Abstract

Idiopathic pulmonary fibrosis (IPF) is the cumulative manifestation of countless, spatially and temporally distinct, microscopic foci of maladaptive repair in response to recurrent lung injury. However, the key drivers, essential cells, and critical mechanisms of maladaptive repair in IPF remain elusive. Decades of research have focused on alveolar injury and alveolar-mesenchymal crosstalk with their association to type II alveolar epithelial defects, fibroblast activation, and progressive lung fibrosis resulting in diminished organ function. Additionally, it has been well documented that immune and endothelial cell-types are involved in IPF. However, the airway epithelium has been incompletely described in IPF, even with significant evidence of airway-specific involvement.
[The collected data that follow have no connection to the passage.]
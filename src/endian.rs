// pcm-wave -- Reading and writing canonical PCM wave files.
// Copyright (c) 2016 Kevin Brothaler and the riff-wave project authors.
//
// Licensed under the Apache License, Version 2.0 (the "License");
// you may not use this file except in compliance with the License.
// A copy of the License has been included in the root of the repository.
// Unless required by applicable law or agreed to in writing, software
// distributed under the License is distributed on an "AS IS" BASIS,
// WITHOUT WARRANTIES OR CONDITIONS OF ANY KIND, either express or implied.
// See the License for the specific language governing permissions and
// limitations under the License.

//! Byte order normalization between the host and a target order.

/// The widest value, in bytes, that `reverse_bytes` accepts.
pub const MAX_VALUE_WIDTH: usize = 32;

/// Byte order of a multi-byte value.
#[derive(Debug, Clone, Copy, PartialEq, Eq)]
pub enum Endianness {
    /// Least significant byte first, as used by wave files.
    Little,
    /// Most significant byte first.
    Big,
}

impl Endianness {
    /// The byte order of the machine we're running on.
    pub fn host() -> Endianness {
        if is_big_endian_host() {
            Endianness::Big
        } else {
            Endianness::Little
        }
    }
}

/// Returns true if the host stores the most significant byte first.
///
/// Determined by looking at where the low byte of a known two-byte integer
/// lands in memory.
pub fn is_big_endian_host() -> bool {
    let probe: u16 = 1;
    probe.to_ne_bytes()[0] == 0
}

/// Reverses the byte order of a value in place.
///
/// # Panics
///
/// Panics if the value is wider than `MAX_VALUE_WIDTH` bytes.
pub fn reverse_bytes(value: &mut [u8]) {
    assert!(value.len() <= MAX_VALUE_WIDTH,
            "cannot reverse a {}-byte value, the limit is {} bytes",
            value.len(),
            MAX_VALUE_WIDTH);
    value.reverse();
}

/// Converts a value between host order and `target`. The bytes are only
/// reversed when the host order differs from `target`, so calling this twice
/// with the same order restores the original bytes.
pub fn to_order(target: Endianness, value: &mut [u8]) {
    if Endianness::host() != target {
        reverse_bytes(value);
    }
}

/// Converts a value between host order and little-endian.
pub fn to_little_endian(value: &mut [u8]) {
    to_order(Endianness::Little, value)
}

/// Converts a value between host order and big-endian.
pub fn to_big_endian(value: &mut [u8]) {
    to_order(Endianness::Big, value)
}

// MARK: Tests
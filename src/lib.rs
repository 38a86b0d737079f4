// pcm-wave -- Reading and writing canonical PCM wave files.
// Copyright (c) 2016 Kevin Brothaler and the riff-wave project authors.
//
// Licensed under the Apache License, Version 2.0 (the "License");
// you may not use this file except in compliance with the License.
// A copy of the License has been included in the root of the repository.
// Unless required by applicable law or agreed to in writing, software
// distributed under the License is distributed on an "AS IS" BASIS,
// WITHOUT WARRANTIES OR CONDITIONS OF ANY KIND, either express or implied.
// See the License for the specific language governing permissions and
// limitations under the License.

//! Reading and writing canonical PCM wave files.
//!
//! This library handles the "canonical" wave file: a 44-byte header made of
//! the RIFF chunk header, a 16-byte "fmt " subchunk and a "data" subchunk
//! header, followed directly by the interleaved sample data. Samples are
//! exchanged with the caller as `f32` values in the range [-1.0, 1.0], one
//! sequence per channel. Mono and stereo files at 8, 16 and 32 bits per
//! sample are supported.
//!
//! Compressed formats (A-law, µ-law, IEEE float) are recognized by their
//! format code but are never decoded. Extra chunks such as `LIST` are not
//! recognized, and the whole sample payload is held in memory.
//!
//! # The wave file format
//!
//! Offset | Size | Data            | Description
//! -----: | ---: | --------------- | -----------------------------------------
//!      0 |    4 | "RIFF"          | Identifies the main chunk.
//!      4 |    4 | chunk size      | The size of the file minus 8 bytes.
//!      8 |    4 | "WAVE"          | Indicates that this is a wave file.
//!     12 |    4 | "fmt "          | Identifies the format subchunk.
//!     16 |    4 | subchunk size   | 16 for PCM.
//!     20 |    2 | format          | 1 for PCM, 6 for A-law, 7 for µ-law.
//!     22 |    2 | num channels    | 1 or 2.
//!     24 |    4 | sample rate     | Frames per second.
//!     28 |    4 | byte rate       | sample rate * num channels * bits per sample / 8
//!     32 |    2 | block align     | num channels * bits per sample / 8, the size of one frame.
//!     34 |    2 | bits per sample | 8, 16 or 32.
//!     36 |    4 | "data"          | Identifies the data subchunk.
//!     40 |    4 | subchunk size   | The length of the sample data in bytes.
//!     44 |  ... | audio data      | Interleaved frames, left channel first.
//!
//! All multi-byte fields are little-endian on disk.
//!
//! # Example
//!
//! ```no_run
//! use pcm_wave::{read_wave, write_wave};
//!
//! let left: Vec<f32> = (0..1000).map(|n| (n as f32 * 0.01).sin()).collect();
//! let right = left.clone();
//!
//! write_wave("tone.wav", &left, &right, 44100, 2, 16).unwrap();
//! let (read_left, read_right) = read_wave("tone.wav", 2, 44100, 16).unwrap();
//! assert_eq!(read_left.len(), read_right.len());
//! ```

use std::io;
use std::path::PathBuf;
use std::result;

use thiserror::Error;

// This is a helper macro that helps us validate results in our tests.
// Thank you bluss and durka42!
#[cfg(test)]
macro_rules! assert_matches {
    ($expected:pat $(if $guard:expr)*, $value:expr) => {
        match $value {
            $expected $(if $guard)* => {},
            ref actual => {
                panic!("assertion failed: `(left matches right)` (left: `{}`, right: `{:?}`",
                    stringify!($expected), actual);
            },
        }
    };
}

pub mod buffer;
pub mod endian;
pub mod header;
pub mod reader;
pub mod sample;
pub mod writer;

pub use buffer::AudioBuffer;
pub use endian::Endianness;
pub use header::{format_duration, AudioFormat, PcmFormat, WaveHeader, HEADER_SIZE};
pub use reader::{decode_wave, read_wave, DecodedWave};
pub use sample::BitDepth;
pub use writer::{write_wave, WaveWriter};

// MARK: Error types

/// Represents an error that occurred while reading or writing a wave file.
#[derive(Debug, Error)]
pub enum WaveError {
    /// The file to read does not exist.
    #[error("file not found: {}", .0.display())]
    FileNotFound(PathBuf),

    /// An IO error occurred.
    #[error("IO error: {0}")]
    Io(#[from] io::Error),

    /// The file does not start with a "RIFF" tag.
    #[error("not a RIFF file")]
    NotARiffFile,

    /// The file doesn't continue with "WAVE" after the RIFF chunk header.
    #[error("not a WAVE file")]
    NotAWaveFile,

    /// A subchunk other than the canonical "fmt " / "data" pair was found.
    #[error("unexpected chunk {:?}", String::from_utf8_lossy(.0))]
    UnexpectedChunk([u8; 4]),

    /// The "fmt " subchunk is too short to hold the PCM fields.
    #[error("fmt chunk is too short ({0} bytes)")]
    FmtChunkTooShort(u32),

    /// Only mono and stereo are supported.
    #[error("unsupported channel count {0}, only 1 or 2 channels are supported")]
    UnsupportedChannelCount(u16),

    /// The sample rate is zero, which is invalid.
    #[error("sample rate is zero")]
    SampleRateIsZero,

    /// The file is not uncompressed PCM.
    #[error("unsupported audio format {0} ({})", format_name(.0))]
    UnsupportedFormat(u16),

    /// Only 8-bit, 16-bit and 32-bit PCM is supported.
    #[error("unsupported bits per sample: {0}")]
    UnsupportedBitDepth(u16),

    /// The byte rate (sample rate * block align) doesn't fit the 32-bit header field.
    #[error("sample rate {sample_rate} is too high for {block_align}-byte frames")]
    SampleRateTooHigh {
        /// Frames per second requested.
        sample_rate: u32,
        /// Bytes per frame.
        block_align: u16,
    },

    /// The sample data is larger than the 32-bit RIFF size fields can describe.
    #[error("{0} bytes of sample data do not fit in a wave file")]
    DataTooLarge(u64),

    /// The block align doesn't split evenly into one sample per channel.
    #[error("block align {block_align} does not hold {num_channels} channels of {bits_per_sample}-bit samples")]
    MisalignedBlockSize {
        /// Bytes per frame, as read from the header.
        block_align: u16,
        /// Channels, as read from the header.
        num_channels: u16,
        /// Bits per sample, as read from the header.
        bits_per_sample: u16,
    },

    /// The data subchunk ends before the number of frames its size announces.
    #[error("truncated file: expected {expected} frames, found {actual}")]
    TruncatedFile {
        /// Frames announced by the data chunk size.
        expected: usize,
        /// Complete frames actually present.
        actual: usize,
    },

    /// Stereo channels of different lengths were passed to the writer.
    #[error("channel lengths differ: left has {left} samples, right has {right}")]
    ChannelLengthMismatch {
        /// Length of the left channel.
        left: usize,
        /// Length of the right channel.
        right: usize,
    },

    /// The audio buffer was resized after samples had been written to it.
    #[error("audio buffer already holds samples")]
    BufferAlreadyAllocated,

    /// The audio buffer has no room for another frame.
    #[error("audio buffer is full")]
    BufferFull,

    /// A frame was passed with a sample count that doesn't match the channel count.
    #[error("frame has {actual} samples, expected {expected}")]
    WrongFrameWidth {
        /// Channel count of the buffer.
        expected: usize,
        /// Samples in the frame.
        actual: usize,
    },
}

/// Represents a result when reading or writing a wave file.
pub type WaveResult<T> = result::Result<T, WaveError>;

fn format_name(code: &u16) -> &'static str {
    AudioFormat::from_code(*code).name()
}

/// Checks that the channel count is mono or stereo.
pub(crate) fn validate_num_channels(num_channels: u16) -> WaveResult<()> {
    match num_channels {
        1 | 2 => Ok(()),
        _ => Err(WaveError::UnsupportedChannelCount(num_channels)),
    }
}

// MARK: Tests
// pcm-wave -- Reading and writing canonical PCM wave files.
// Copyright (c) 2016 Kevin Brothaler and the riff-wave project authors.
//
// Licensed under the Apache License, Version 2.0 (the "License");
// you may not use this file except in compliance with the License.
// A copy of the License has been included in the root of the repository.
// Unless required by applicable law or agreed to in writing, software
// distributed under the License is distributed on an "AS IS" BASIS,
// WITHOUT WARRANTIES OR CONDITIONS OF ANY KIND, either express or implied.
// See the License for the specific language governing permissions and
// limitations under the License.

use std::io;
use std::io::{BufWriter, Write};
use std::path::Path;

use log::debug;
use tempfile::NamedTempFile;

use crate::buffer::AudioBuffer;
use crate::header::{PcmFormat, WaveHeader};
use crate::sample;
use crate::{WaveError, WaveResult};

// MARK: Writing functions

/// Helper struct that takes ownership of a writer and can be used to write
/// PCM samples to it as a complete wave file.
#[derive(Debug)]
pub struct WaveWriter<T>
    where T: Write
{
    ///  Represents the PCM format for this wave file.
    pub pcm_format: PcmFormat,

    // The underlying writer that we'll write the file to.
    writer: T,
}

impl<T> WaveWriter<T>
    where T: Write
{
    /// Returns a new wave writer for the given writer, once the format has
    /// been checked.
    pub fn new(num_channels: u16,
               sample_rate: u32,
               bits_per_sample: u16,
               writer: T)
               -> WaveResult<WaveWriter<T>> {
        let pcm_format = PcmFormat {
            num_channels: num_channels,
            sample_rate: sample_rate,
            bits_per_sample: bits_per_sample,
        };
        pcm_format.validate()?;

        Ok(WaveWriter {
            pcm_format: pcm_format,
            writer: writer,
        })
    }

    /// Encodes the channels and writes header and data. Samples are clamped
    /// to [-1.0, 1.0]. For mono files `right` is ignored; for stereo files it
    /// must be as long as `left`.
    ///
    /// Returns the header that was written, in host order, and the writer.
    pub fn write_channels(mut self, left: &[f32], right: &[f32]) -> WaveResult<(WaveHeader, T)> {
        let stereo = self.pcm_format.num_channels == 2;
        if stereo && left.len() != right.len() {
            return Err(WaveError::ChannelLengthMismatch {
                left: left.len(),
                right: right.len(),
            });
        }

        let mut buffer = AudioBuffer::new(WaveHeader::from_format(&self.pcm_format))?;
        buffer.set_frame_count(left.len())?;

        for (index, &value) in left.iter().enumerate() {
            if stereo {
                buffer.add_frame(&[sample::clamp(value), sample::clamp(right[index])])?;
            } else {
                buffer.add_frame(&[sample::clamp(value)])?;
            }
        }

        buffer.write_to(&mut self.writer)?;
        self.writer.flush()?;
        Ok((buffer.header().clone(), self.writer))
    }
}

/// Writes left and right channel samples to a PCM wave file.
///
/// The file is written to a temporary file next to `path` and moved into
/// place once complete, so a failed write never leaves partial output.
pub fn write_wave<P: AsRef<Path>>(path: P,
                                  left: &[f32],
                                  right: &[f32],
                                  sample_rate: u32,
                                  num_channels: u16,
                                  bits_per_sample: u16)
                                  -> WaveResult<()> {
    let path = path.as_ref();
    let dir = match path.parent() {
        Some(parent) if !parent.as_os_str().is_empty() => parent,
        _ => Path::new("."),
    };

    // Validate before touching the filesystem.
    let format = PcmFormat {
        num_channels: num_channels,
        sample_rate: sample_rate,
        bits_per_sample: bits_per_sample,
    };
    format.validate()?;

    let temp = NamedTempFile::new_in(dir)?;
    let wave_writer = WaveWriter::new(num_channels,
                                      sample_rate,
                                      bits_per_sample,
                                      BufWriter::new(temp))?;
    let (header, writer) = wave_writer.write_channels(left, right)?;
    let temp = writer.into_inner().map_err(io::Error::from)?;
    temp.persist(path).map_err(|err| err.error)?;

    debug!("wrote {} frames ({} data bytes) to {}",
           header.num_frames(),
           header.data_size,
           path.display());
    Ok(())
}

// MARK: Tests
// pcm-wave -- Reading and writing canonical PCM wave files.
// Copyright (c) 2016 Kevin Brothaler and the riff-wave project authors.
//
// Licensed under the Apache License, Version 2.0 (the "License");
// you may not use this file except in compliance with the License.
// A copy of the License has been included in the root of the repository.
// Unless required by applicable law or agreed to in writing, software
// distributed under the License is distributed on an "AS IS" BASIS,
// WITHOUT WARRANTIES OR CONDITIONS OF ANY KIND, either express or implied.
// See the License for the specific language governing permissions and
// limitations under the License.

//! An in-memory wave file under construction.

use std::convert::TryFrom;
use std::io;
use std::io::Write;

use log::debug;

use crate::header::{WaveHeader, MAX_DATA_SIZE};
use crate::sample::{self, BitDepth};
use crate::{WaveError, WaveResult};

/// Owns a header and the encoded sample data that will follow it.
///
/// The data is allocated once, with `set_frame_count` or `set_duration`, and
/// then filled front to back with `add_frame`.
#[derive(Debug)]
pub struct AudioBuffer {
    header: WaveHeader,
    depth: BitDepth,
    data: Vec<u8>,
    // Offset of the next byte to write. Never exceeds data.len().
    cursor: usize,
    sample_count: usize,
}

impl AudioBuffer {
    /// Returns an empty buffer for the given header. The header's bit depth
    /// must be one we can encode.
    pub fn new(header: WaveHeader) -> WaveResult<AudioBuffer> {
        let depth = BitDepth::try_from(header.bits_per_sample)?;
        Ok(AudioBuffer {
            header: header,
            depth: depth,
            data: Vec::new(),
            cursor: 0,
            sample_count: 0,
        })
    }

    /// Allocates room for exactly `frames` frames and updates the header's
    /// sizes to match. Fails once samples have been added, unless the buffer
    /// is `reset` first.
    pub fn set_frame_count(&mut self, frames: usize) -> WaveResult<()> {
        if self.cursor > 0 {
            return Err(WaveError::BufferAlreadyAllocated);
        }

        let frame_size = u64::from(self.header.block_align);
        let size = (frames as u64).checked_mul(frame_size).unwrap_or(u64::MAX);
        if size > u64::from(MAX_DATA_SIZE) {
            return Err(WaveError::DataTooLarge(size));
        }
        let data_size = size as u32;
        let size = size as usize;

        self.data = vec![0; size];
        self.sample_count = frames * usize::from(self.header.num_channels);
        self.header.set_data_size(data_size);
        debug!("allocated {} bytes for {} frames", size, frames);
        Ok(())
    }

    /// Allocates room for `seconds` of audio at the header's sample rate.
    pub fn set_duration(&mut self, seconds: f64) -> WaveResult<()> {
        let frames = (f64::from(self.header.sample_rate) * seconds.max(0.0)) as usize;
        self.set_frame_count(frames)
    }

    /// Rewinds the write cursor so the buffer can be filled or resized again.
    pub fn reset(&mut self) {
        self.cursor = 0;
    }

    /// Appends one frame, with one sample per channel.
    pub fn add_frame(&mut self, samples: &[f32]) -> WaveResult<()> {
        let num_channels = usize::from(self.header.num_channels);
        if samples.len() != num_channels {
            return Err(WaveError::WrongFrameWidth {
                expected: num_channels,
                actual: samples.len(),
            });
        }

        let width = self.depth.bytes();
        if self.remaining() < width * num_channels {
            return Err(WaveError::BufferFull);
        }

        for &value in samples {
            let end = self.cursor + width;
            sample::encode_sample(self.depth, value, &mut self.data[self.cursor..end]);
            self.cursor = end;
        }
        Ok(())
    }

    /// Writes the header followed by the sample data.
    pub fn write_to<W: Write>(&self, writer: &mut W) -> io::Result<()> {
        self.header.write_to(writer)?;
        writer.write_all(&self.data)
    }

    pub fn header(&self) -> &WaveHeader {
        &self.header
    }

    pub fn data(&self) -> &[u8] {
        &self.data
    }

    /// The allocated size of the sample data, in bytes.
    pub fn size(&self) -> usize {
        self.data.len()
    }

    pub fn position(&self) -> usize {
        self.cursor
    }

    /// Total samples across all channels that the buffer was sized for.
    pub fn sample_count(&self) -> usize {
        self.sample_count
    }

    pub fn remaining(&self) -> usize {
        self.data.len() - self.cursor
    }

    pub fn is_full(&self) -> bool {
        self.remaining() == 0
    }
}

// MARK: Tests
One of the first descriptions of distal airway dysfunction in IPF was over four-decades ago; however, since this discovery, our understanding of distal airway epithelial contributions to IPF pathogenesis has not kept pace with other tissues-types or anatomical regions of the lung. Healthy distal, which is defined here as an airway < 2 mm in internal diameter, airway epithelium is composed primarily of progenitor, mucus-producing, and multiciliated cell populations. Large increases in progenitor population diversity, misexpression of mucus, and possible aberrant ciliation observed in IPF has reinvigorated interest in the distal airway epithelium.